How will the Court rule on the Delaymander case? The case is similar to one in Pennsylvania in which a 5-4 ruling rejected the notion that an excessively partisan redistricting plan violated equal protection. (The first-linked story, from Bloomberg, has an overview.) Justice Kennedy sided with the majority in that case. Rick Hasen, quoted in both the Bloomberg and Times stories, suggests “One possibility is that Justice Kennedy has come to a firmer conclusion as to how to deal with these cases.”

New Chief Justice John Roberts will hear the Delaymander case. We can probably predict where he comes down on the matter, given that Roberts helped prepare the Republicans’ case in Bush v. Gore.

As for Samuel Alito–who will be on the Court by then if either there is no filibuster or the Republicans nuke it–we know he does not object to legislative malapportionment. Is it a stretch to think he considers partisan gerrymandering to be just fine, too?

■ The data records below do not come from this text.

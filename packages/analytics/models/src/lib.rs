#![cfg_attr(feature = "fail-on-warnings", deny(warnings))]
#![warn(clippy::all, clippy::pedantic, clippy::nursery, clippy::cargo)]
#![allow(clippy::multiple_crate_versions, clippy::cargo_common_metadata)]

//! Report documents produced by the aggregation pipeline.
//!
//! These are what a renderer consumes: per-region average sentiment,
//! per-tweet dots, per-hour maps and distance rankings. Region maps only
//! contain regions that had at least one scored tweet.

use std::collections::BTreeMap;

use serde::{Deserialize, Serialize};
use trends_geography_models::Position;

/// Average sentiment per region name.
pub type RegionSentiments = BTreeMap<String, f64>;

/// A single scored tweet, drawn as a dot on the map.
#[derive(Debug, Clone, Copy, PartialEq, Serialize, Deserialize)]
#[serde(rename_all = "camelCase")]
pub struct SentimentDot {
    /// Where the tweet was posted.
    pub position: Position,
    /// The tweet's average word sentiment.
    pub sentiment: f64,
}

/// Region averages and tweet dots for one search term.
#[derive(Debug, Clone, PartialEq, Serialize, Deserialize)]
#[serde(rename_all = "camelCase")]
pub struct SentimentMap {
    /// The search term.
    pub term: String,
    /// Number of tweets that matched the term.
    pub tweet_count: usize,
    /// Average sentiment of each region with scored tweets.
    pub regions: RegionSentiments,
    /// One dot per scored tweet.
    pub dots: Vec<SentimentDot>,
}

/// Region averages for the tweets posted within one hour of the day.
#[derive(Debug, Clone, PartialEq, Serialize, Deserialize)]
#[serde(rename_all = "camelCase")]
pub struct HourSentiments {
    /// Hour of day, `0` (midnight) through `23`.
    pub hour: u32,
    /// Display label such as `"09:00-09:59"`.
    pub label: String,
    /// Number of tweets posted in this hour.
    pub tweet_count: usize,
    /// Average sentiment of each region with scored tweets.
    pub regions: RegionSentiments,
}

/// Per-hour region averages for one search term.
#[derive(Debug, Clone, PartialEq, Serialize, Deserialize)]
#[serde(rename_all = "camelCase")]
pub struct HourlySentimentMap {
    /// The search term.
    pub term: String,
    /// All 24 hours, in order.
    pub hours: Vec<HourSentiments>,
}

/// A region ranked by distance from a reference region.
#[derive(Debug, Clone, PartialEq, Serialize, Deserialize)]
#[serde(rename_all = "camelCase")]
pub struct CenteredRegion {
    /// Region name.
    pub name: String,
    /// Display name for state abbreviations.
    pub state_name: Option<String>,
    /// Region center.
    pub center: Position,
    /// Great-circle distance from the reference center, in miles.
    pub distance_mi: f64,
}

/// The regions closest to a reference region, nearest first.
#[derive(Debug, Clone, PartialEq, Serialize, Deserialize)]
#[serde(rename_all = "camelCase")]
pub struct CenteredMap {
    /// Reference region name.
    pub center: String,
    /// Nearest regions, including the reference region itself.
    pub regions: Vec<CenteredRegion>,
}

/// The region with the most tweets for a term.
#[derive(Debug, Clone, PartialEq, Eq, Serialize, Deserialize)]
#[serde(rename_all = "camelCase")]
pub struct TalkativeRegion {
    /// The search term.
    pub term: String,
    /// Winning region, if any tweet matched.
    pub region: Option<String>,
    /// Number of tweets assigned to the winning region.
    pub tweet_count: usize,
}

/// A scored word.
#[derive(Debug, Clone, PartialEq, Serialize, Deserialize)]
#[serde(rename_all = "camelCase")]
pub struct WordScore {
    /// The word, lowercased.
    pub word: String,
    /// Its sentiment score.
    pub score: f64,
}

/// Returns the display label for an hour of the day, e.g. `"09:00-09:59"`.
#[must_use]
pub fn hour_label(hour: u32) -> String {
    format!("{hour:02}:00-{hour:02}:59")
}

I think we know how this is going to turn out.

[UPDATE: Scott Lemieux, at LGM has his usual perceptive analysis, asking whether: (1) The Delaymander is so ourtageous that it will be the case that prompts Kennedy to develop, with the 4 dissenters in the Pennsylvania case, a standard for unconstitutional partisan gerrymanders; or (2) Kennedy is ready to go with Scalia and argue that all partisan gerrymander cases are non-justiciable. Althouse believes the latter: “Perhaps it will use this occasion, however, to set a clear standard for bowing out of these controversies altogether.”]

[Scott also notes that Alito’s vote, which we can assume, as I did above, to be that the gerrymander is constitutionally permissible, will not affect the balance in the case, given that he replaces O’Connor, who voted with the majority in the Pennsylvania case.]

[Don’t miss Rick Hasen’s post on this topic.]

One thought on “US Supreme Court to hear DeLaymander case/Frist and Byrd spat on ‘nuclear option’–on anniversary of Bush v. Gore

  1. Yesterday the US Supreme Court heard arguments in Gill v. Whitford, the Wisconsin gerrymander case. SCOTUSblog has links to the transcript (“Tr”) and to submitted briefs.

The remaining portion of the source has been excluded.